Extracted records
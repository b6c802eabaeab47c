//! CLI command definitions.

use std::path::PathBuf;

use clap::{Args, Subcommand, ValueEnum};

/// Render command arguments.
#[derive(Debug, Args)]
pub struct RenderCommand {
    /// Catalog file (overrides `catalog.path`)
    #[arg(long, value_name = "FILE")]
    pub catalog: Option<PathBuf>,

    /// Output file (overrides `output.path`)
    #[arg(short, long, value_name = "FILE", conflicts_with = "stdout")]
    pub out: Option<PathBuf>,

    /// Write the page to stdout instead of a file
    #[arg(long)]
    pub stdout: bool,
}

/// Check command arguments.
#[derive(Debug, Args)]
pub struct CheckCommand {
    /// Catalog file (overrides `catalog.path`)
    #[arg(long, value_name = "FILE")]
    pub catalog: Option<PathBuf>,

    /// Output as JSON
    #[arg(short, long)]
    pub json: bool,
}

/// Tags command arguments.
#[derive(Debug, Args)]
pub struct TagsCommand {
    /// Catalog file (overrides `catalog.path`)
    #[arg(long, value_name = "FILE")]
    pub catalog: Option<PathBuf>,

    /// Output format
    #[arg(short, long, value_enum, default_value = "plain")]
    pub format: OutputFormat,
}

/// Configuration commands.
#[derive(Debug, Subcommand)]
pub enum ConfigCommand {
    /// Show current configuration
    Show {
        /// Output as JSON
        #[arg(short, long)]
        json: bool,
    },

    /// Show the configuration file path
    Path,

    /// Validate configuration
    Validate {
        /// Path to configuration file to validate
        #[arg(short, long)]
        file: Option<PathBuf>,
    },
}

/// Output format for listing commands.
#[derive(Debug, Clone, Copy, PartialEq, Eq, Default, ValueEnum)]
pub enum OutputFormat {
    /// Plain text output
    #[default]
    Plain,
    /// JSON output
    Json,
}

## Activity
Which lines in the records above contain the string "OutputFormat"? Copy each one.

## Answer section
    pub format: OutputFormat,
pub enum OutputFormat {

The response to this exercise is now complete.